The lines below, all of them, should be returned exactly as they appear.

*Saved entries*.
——————

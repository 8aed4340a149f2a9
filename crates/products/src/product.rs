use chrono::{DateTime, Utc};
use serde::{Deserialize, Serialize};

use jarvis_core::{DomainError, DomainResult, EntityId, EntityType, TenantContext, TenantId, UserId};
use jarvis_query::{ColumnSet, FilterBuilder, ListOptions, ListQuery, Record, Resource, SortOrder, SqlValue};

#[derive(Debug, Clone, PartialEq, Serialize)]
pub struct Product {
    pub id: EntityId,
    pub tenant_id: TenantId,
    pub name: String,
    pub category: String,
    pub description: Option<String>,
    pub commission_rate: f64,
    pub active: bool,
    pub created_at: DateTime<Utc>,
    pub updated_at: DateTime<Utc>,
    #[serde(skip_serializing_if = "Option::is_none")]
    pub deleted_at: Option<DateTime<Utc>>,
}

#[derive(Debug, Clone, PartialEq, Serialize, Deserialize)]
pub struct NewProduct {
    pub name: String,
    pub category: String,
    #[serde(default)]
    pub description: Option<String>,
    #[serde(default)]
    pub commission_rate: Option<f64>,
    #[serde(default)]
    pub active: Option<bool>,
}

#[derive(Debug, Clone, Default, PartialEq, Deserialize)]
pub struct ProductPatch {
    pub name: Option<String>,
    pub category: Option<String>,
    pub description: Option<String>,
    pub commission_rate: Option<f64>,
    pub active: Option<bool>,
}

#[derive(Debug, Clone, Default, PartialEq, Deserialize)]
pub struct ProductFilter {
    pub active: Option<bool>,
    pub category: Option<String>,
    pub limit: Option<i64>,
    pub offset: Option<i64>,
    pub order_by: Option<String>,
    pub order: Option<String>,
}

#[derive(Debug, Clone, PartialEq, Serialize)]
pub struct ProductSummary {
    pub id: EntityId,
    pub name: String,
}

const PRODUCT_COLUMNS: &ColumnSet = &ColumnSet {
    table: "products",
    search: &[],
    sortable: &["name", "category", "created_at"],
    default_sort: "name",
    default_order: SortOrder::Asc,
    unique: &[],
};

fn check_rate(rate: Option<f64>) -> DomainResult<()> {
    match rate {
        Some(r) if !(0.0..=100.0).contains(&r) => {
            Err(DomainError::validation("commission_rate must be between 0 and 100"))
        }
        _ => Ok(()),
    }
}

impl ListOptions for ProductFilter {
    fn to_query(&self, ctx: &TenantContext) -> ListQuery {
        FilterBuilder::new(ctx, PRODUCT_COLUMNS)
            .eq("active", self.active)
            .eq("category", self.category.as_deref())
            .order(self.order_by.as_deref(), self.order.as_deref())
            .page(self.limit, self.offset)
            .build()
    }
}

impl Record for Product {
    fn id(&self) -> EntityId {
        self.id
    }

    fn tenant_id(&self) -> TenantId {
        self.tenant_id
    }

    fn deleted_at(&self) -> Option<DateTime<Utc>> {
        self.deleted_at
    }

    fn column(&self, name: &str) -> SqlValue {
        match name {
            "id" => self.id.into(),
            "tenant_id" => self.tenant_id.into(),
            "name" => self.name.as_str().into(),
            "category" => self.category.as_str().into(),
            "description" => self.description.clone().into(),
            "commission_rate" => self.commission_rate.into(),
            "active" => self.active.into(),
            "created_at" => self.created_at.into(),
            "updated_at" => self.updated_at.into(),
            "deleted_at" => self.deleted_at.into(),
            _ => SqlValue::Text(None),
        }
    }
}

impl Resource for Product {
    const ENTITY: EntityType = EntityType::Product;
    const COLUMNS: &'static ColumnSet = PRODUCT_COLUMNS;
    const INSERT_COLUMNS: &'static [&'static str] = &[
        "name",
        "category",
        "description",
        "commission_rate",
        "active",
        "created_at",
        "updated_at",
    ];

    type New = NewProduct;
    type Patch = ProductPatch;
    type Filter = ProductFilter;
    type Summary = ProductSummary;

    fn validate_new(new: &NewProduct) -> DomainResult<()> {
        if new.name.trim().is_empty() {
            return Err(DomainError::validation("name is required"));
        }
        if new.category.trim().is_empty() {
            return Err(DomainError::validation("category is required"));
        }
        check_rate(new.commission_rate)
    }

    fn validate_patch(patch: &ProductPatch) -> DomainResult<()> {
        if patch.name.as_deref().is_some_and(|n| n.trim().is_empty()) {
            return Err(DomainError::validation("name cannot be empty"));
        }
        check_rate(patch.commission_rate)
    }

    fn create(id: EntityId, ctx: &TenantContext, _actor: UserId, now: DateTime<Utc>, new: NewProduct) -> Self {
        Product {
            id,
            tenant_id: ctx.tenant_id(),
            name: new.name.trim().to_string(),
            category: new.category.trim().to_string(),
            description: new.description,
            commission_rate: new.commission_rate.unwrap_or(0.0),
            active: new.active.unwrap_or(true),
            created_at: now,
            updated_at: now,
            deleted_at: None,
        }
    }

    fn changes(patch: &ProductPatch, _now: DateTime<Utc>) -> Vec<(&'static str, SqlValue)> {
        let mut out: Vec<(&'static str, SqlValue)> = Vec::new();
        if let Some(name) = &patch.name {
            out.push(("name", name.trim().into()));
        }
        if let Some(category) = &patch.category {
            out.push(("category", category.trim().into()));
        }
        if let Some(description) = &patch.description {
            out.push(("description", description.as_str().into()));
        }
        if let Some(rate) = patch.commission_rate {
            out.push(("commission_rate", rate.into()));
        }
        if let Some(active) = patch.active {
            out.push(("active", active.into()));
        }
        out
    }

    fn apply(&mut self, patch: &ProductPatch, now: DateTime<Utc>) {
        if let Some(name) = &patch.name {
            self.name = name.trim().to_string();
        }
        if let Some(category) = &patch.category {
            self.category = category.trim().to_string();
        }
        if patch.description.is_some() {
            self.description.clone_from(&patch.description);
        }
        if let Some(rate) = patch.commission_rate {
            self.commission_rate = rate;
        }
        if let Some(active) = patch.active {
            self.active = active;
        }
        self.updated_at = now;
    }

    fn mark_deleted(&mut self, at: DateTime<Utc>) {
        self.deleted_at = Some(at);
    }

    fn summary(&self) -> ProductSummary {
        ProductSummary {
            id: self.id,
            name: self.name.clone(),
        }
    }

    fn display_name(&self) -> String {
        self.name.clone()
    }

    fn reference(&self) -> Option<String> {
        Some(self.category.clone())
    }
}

——————

*Answer box*.
repository 8aed4340a149f2a9
filename crates/products/src/product.rs
use chrono::{DateTime, Utc};
use serde::{Deserialize, Serialize};

use jarvis_core::{DomainError, DomainResult, EntityId, EntityType, TenantContext, TenantId, UserId};
use jarvis_query::{ColumnSet, FilterBuilder, ListOptions, ListQuery, Record, Resource, SortOrder, SqlValue};

#[derive(Debug, Clone, PartialEq, Serialize)]
pub struct Product {
    pub id: EntityId,
    pub tenant_id: TenantId,
    pub name: String,
    pub category: String,
    pub description: Option<String>,
    pub commission_rate: f64,
    pub active: bool,
    pub created_at: DateTime<Utc>,
    pub updated_at: DateTime<Utc>,
    #[serde(skip_serializing_if = "Option::is_none")]
    pub deleted_at: Option<DateTime<Utc>>,
}

#[derive(Debug, Clone, PartialEq, Serialize, Deserialize)]
pub struct NewProduct {
    pub name: String,
    pub category: String,
    #[serde(default)]
    pub description: Option<String>,
    #[serde(default)]
    pub commission_rate: Option<f64>,
    #[serde(default)]
    pub active: Option<bool>,
}

#[derive(Debug, Clone, Default, PartialEq, Deserialize)]
pub struct ProductPatch {
    pub name: Option<String>,
    pub category: Option<String>,
    pub description: Option<String>,
    pub commission_rate: Option<f64>,
    pub active: Option<bool>,
}

#[derive(Debug, Clone, Default, PartialEq, Deserialize)]
pub struct ProductFilter {
    pub active: Option<bool>,
    pub category: Option<String>,
    pub limit: Option<i64>,
    pub offset: Option<i64>,
    pub order_by: Option<String>,
    pub order: Option<String>,
}

#[derive(Debug, Clone, PartialEq, Serialize)]
pub struct ProductSummary {
    pub id: EntityId,
    pub name: String,
}

const PRODUCT_COLUMNS: &ColumnSet = &ColumnSet {
    table: "products",
    search: &[],
    sortable: &["name", "category", "created_at"],
    default_sort: "name",
    default_order: SortOrder::Asc,
    unique: &[],
};

fn check_rate(rate: Option<f64>) -> DomainResult<()> {
    match rate {
        Some(r) if !(0.0..=100.0).contains(&r) => {
            Err(DomainError::validation("commission_rate must be between 0 and 100"))
        }
        _ => Ok(()),
    }
}

impl ListOptions for ProductFilter {
    fn to_query(&self, ctx: &TenantContext) -> ListQuery {
        FilterBuilder::new(ctx, PRODUCT_COLUMNS)
            .eq("active", self.active)
            .eq("category", self.category.as_deref())
            .order(self.order_by.as_deref(), self.order.as_deref())
            .page(self.limit, self.offset)
            .build()
    }
}

impl Record for Product {
    fn id(&self) -> EntityId {
        self.id
    }

    fn tenant_id(&self) -> TenantId {
        self.tenant_id
    }

    fn deleted_at(&self) -> Option<DateTime<Utc>> {
        self.deleted_at
    }

    fn column(&self, name: &str) -> SqlValue {
        match name {
            "id" => self.id.into(),
            "tenant_id" => self.tenant_id.into(),
            "name" => self.name.as_str().into(),
            "category" => self.category.as_str().into(),
            "description" => self.description.clone().into(),
            "commission_rate" => self.commission_rate.into(),
            "active" => self.active.into(),
            "created_at" => self.created_at.into(),
            "updated_at" => self.updated_at.into(),
            "deleted_at" => self.deleted_at.into(),
            _ => SqlValue::Text(None),
        }
    }
}

impl Resource for Product {
    const ENTITY: EntityType = EntityType::Product;
    const COLUMNS: &'static ColumnSet = PRODUCT_COLUMNS;
    const INSERT_COLUMNS: &'static [&'static str] = &[
        "name",
        "category",
        "description",
        "commission_rate",
        "active",
        "created_at",
        "updated_at",
    ];

    type New = NewProduct;
    type Patch = ProductPatch;
    type Filter = ProductFilter;
    type Summary = ProductSummary;

    fn validate_new(new: &NewProduct) -> DomainResult<()> {
        if new.name.trim().is_empty() {
            return Err(DomainError::validation("name is required"));
        }
        if new.category.trim().is_empty() {
            return Err(DomainError::validation("category is required"));
        }
        check_rate(new.commission_rate)
    }

    fn validate_patch(patch: &ProductPatch) -> DomainResult<()> {
        if patch.name.as_deref().is_some_and(|n| n.trim().is_empty()) {
            return Err(DomainError::validation("name cannot be empty"));
        }
        check_rate(patch.commission_rate)
    }

    fn create(id: EntityId, ctx: &TenantContext, _actor: UserId, now: DateTime<Utc>, new: NewProduct) -> Self {
        Product {
            id,
            tenant_id: ctx.tenant_id(),
            name: new.name.trim().to_string(),
            category: new.category.trim().to_string(),
            description: new.description,
            commission_rate: new.commission_rate.unwrap_or(0.0),
            active: new.active.unwrap_or(true),
            created_at: now,
            updated_at: now,
            deleted_at: None,
        }
    }

    fn changes(patch: &ProductPatch, _now: DateTime<Utc>) -> Vec<(&'static str, SqlValue)> {
        let mut out: Vec<(&'static str, SqlValue)> = Vec::new();
        if let Some(name) = &patch.name {
            out.push(("name", name.trim().into()));
        }
        if let Some(category) = &patch.category {
            out.push(("category", category.trim().into()));
        }
        if let Some(description) = &patch.description {
            out.push(("description", description.as_str().into()));
        }
        if let Some(rate) = patch.commission_rate {
            out.push(("commission_rate", rate.into()));
        }
        if let Some(active) = patch.active {
            out.push(("active", active.into()));
        }
        out
    }

    fn apply(&mut self, patch: &ProductPatch, now: DateTime<Utc>) {
        if let Some(name) = &patch.name {
            self.name = name.trim().to_string();
        }
        if let Some(category) = &patch.category {
            self.category = category.trim().to_string();
        }
        if patch.description.is_some() {
            self.description.clone_from(&patch.description);
        }
        if let Some(rate) = patch.commission_rate {
            self.commission_rate = rate;
        }
        if let Some(active) = patch.active {
            self.active = active;
        }
        self.updated_at = now;
    }

    fn mark_deleted(&mut self, at: DateTime<Utc>) {
        self.deleted_at = Some(at);
    }

    fn summary(&self) -> ProductSummary {
        ProductSummary {
            id: self.id,
            name: self.name.clone(),
        }
    }

    fn display_name(&self) -> String {
        self.name.clone()
    }

    fn reference(&self) -> Option<String> {
        Some(self.category.clone())
    }
}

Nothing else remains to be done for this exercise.